FOR THE WHOLE WORLD, U.S visa halt puts jobs, students hopes and dreams at total risk.

STUDENT COURTNEY HUANG FELL IN LOVE WITH the US as a nursing student in Texas. She ended up staying 13 years and wants to become US citizens.

But Huang now finds her job, future, and dreams of citizenship on the line since the Trump administration barred entry last month to non-US students and residents flying in from China over the coronavirus outbreak.

With crucial deadlines looming, her plans look increasingly at risk. I'm really scared, Huang said. I have a lot there. If I don't go back, it's just going to be every difficult.

The US suspended visa processing in China on Feb3, citing limited staffing during the virus outbreak. No deadline extensions have been announced and its not known when the suspension will be lifted.

That's put hundreds of Chinese citizens applying for US work visas in limbo, fretting as their jobs look increasingly at risk.
Huang had returned to China to see her parents over the the Lunar New Year holiday late January. She had recently landed a new job in California and her work visa was on the verge of approval when the American Consulate in Shanghai announced it was returning everyone's passports.

After weeks of fretting and weighing her options at her parents home in eastern China, Huang flew to Thailand. She now plans to wait out a mandated 14-day self quarantine before seeing if she can get her visa from the US Embassy in Bangkok.
Though Huang was born and raised in China, her whole life is now in Oakland, California, where she has an apartment, var. friends and job. With her Christian faith and gregarious, outspoken manner, the US feels like home.

I feel like I fit in better there. Free speech, free religion, Huang said. Clean air, better career opportunities for women and a liberal social environment were also draws, she added.

Student Huang obtained a nursing degree in Texas, then a masters degree in bioengineering from UC Berkeley. She's on the verge of completing an MBA, with an eye toward settling permanently.

LIKE student Huang, Kevin Yang, a Chinese doctoral student researching immunology at an  American university, is also reconsidering his options. After moving to the US eight years ago, Yang has returned home each winter holiday and had his student visa renewed without a hitch.

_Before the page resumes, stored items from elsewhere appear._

//! Core domain types

use serde::{Deserialize, Serialize};
use std::fmt;
use std::io::Read;
use std::path::Path;

/// Longest container id read from an identity file
pub const MAX_ID_FILE_BYTES: usize = 64;

/// Opaque, non-empty container identifier
#[derive(Debug, Clone, PartialEq, Eq, Hash, PartialOrd, Ord, Serialize, Deserialize)]
pub struct ContainerId(pub String);

impl ContainerId {
    pub fn new(id: impl Into<String>) -> Self {
        Self(id.into())
    }

    /// Read an id from the first 64 bytes of `path`
    ///
    /// Surrounding whitespace and NUL padding are trimmed; an empty result
    /// yields `None`.
    pub fn from_file(path: &Path) -> std::io::Result<Option<Self>> {
        let file = std::fs::File::open(path)?;
        let mut buf = Vec::with_capacity(MAX_ID_FILE_BYTES);
        file.take(MAX_ID_FILE_BYTES as u64).read_to_end(&mut buf)?;

        let id = String::from_utf8_lossy(&buf)
            .trim_matches(|c: char| c.is_whitespace() || c == '\0')
            .to_string();
        Ok((!id.is_empty()).then(|| Self(id)))
    }

    /// Host name of this machine, used when no id is configured
    pub fn from_hostname() -> Self {
        Self(gethostname::gethostname().to_string_lossy().into_owned())
    }

    pub fn as_str(&self) -> &str {
        &self.0
    }

    pub fn is_empty(&self) -> bool {
        self.0.is_empty()
    }
}

impl fmt::Display for ContainerId {
    fn fmt(&self, f: &mut fmt::Formatter<'_>) -> fmt::Result {
        f.write_str(&self.0)
    }
}

impl From<String> for ContainerId {
    fn from(s: String) -> Self {
        Self(s)
    }
}

impl From<&str> for ContainerId {
    fn from(s: &str) -> Self {
        Self(s.to_string())
    }
}

impl AsRef<str> for ContainerId {
    fn as_ref(&self) -> &str {
        &self.0
    }
}

#[cfg(test)]
mod tests {
    use super::*;
    use std::io::Write;

    #[test]
    fn test_container_id_display() {
        let id = ContainerId::new("c1");
        assert_eq!(format!("{}", id), "c1");
        assert_eq!(id, ContainerId::from("c1"));
    }

    #[test]
    fn test_id_file_is_truncated_and_trimmed() {
        let mut file = tempfile::NamedTempFile::new().unwrap();
        let long = "a".repeat(80);
        writeln!(file, "{}", long).unwrap();

        let id = ContainerId::from_file(file.path()).unwrap().unwrap();
        assert_eq!(id.as_str().len(), MAX_ID_FILE_BYTES);

        let mut short = tempfile::NamedTempFile::new().unwrap();
        write!(short, "  4f2c9e\n").unwrap();
        assert_eq!(
            ContainerId::from_file(short.path()).unwrap().unwrap().as_str(),
            "4f2c9e"
        );
    }

    #[test]
    fn test_empty_id_file() {
        let file = tempfile::NamedTempFile::new().unwrap();
        assert!(ContainerId::from_file(file.path()).unwrap().is_none());
    }

    #[test]
    fn test_hostname_fallback_not_empty() {
        assert!(!ContainerId::from_hostname().is_empty());
    }
}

This year, Yang became one of many Chinese citizens caught up in the brutal tussle between Beijing and Washington over trade and technology.

When Yang applied for a visa in December, the  state Department told him it was being delayed while they investigated his background for ties to the Chinese government.

American officials have in recent years grown alarmed over the alleged theft of  US technology by China, casting a cloud of suspicion.

Told the check would take four weeks, Yang changed his flights and prepared to stay longer.

Then in late January, the Chinese government began locking down whole cities to contain the virus. Soon after, Trump announced the U.S. travel ban. Yang got his passport back in the mail with no visa.

American officials told Yang's academic adviser that since Yang no longer had a visa, they could no longer pay his stipend or fund his research with federal grant money.

Hospital surveys that Yang said he spent thousands of dollars and thousands of hours over two years to set up were now in peril, something he described as a crushing blow.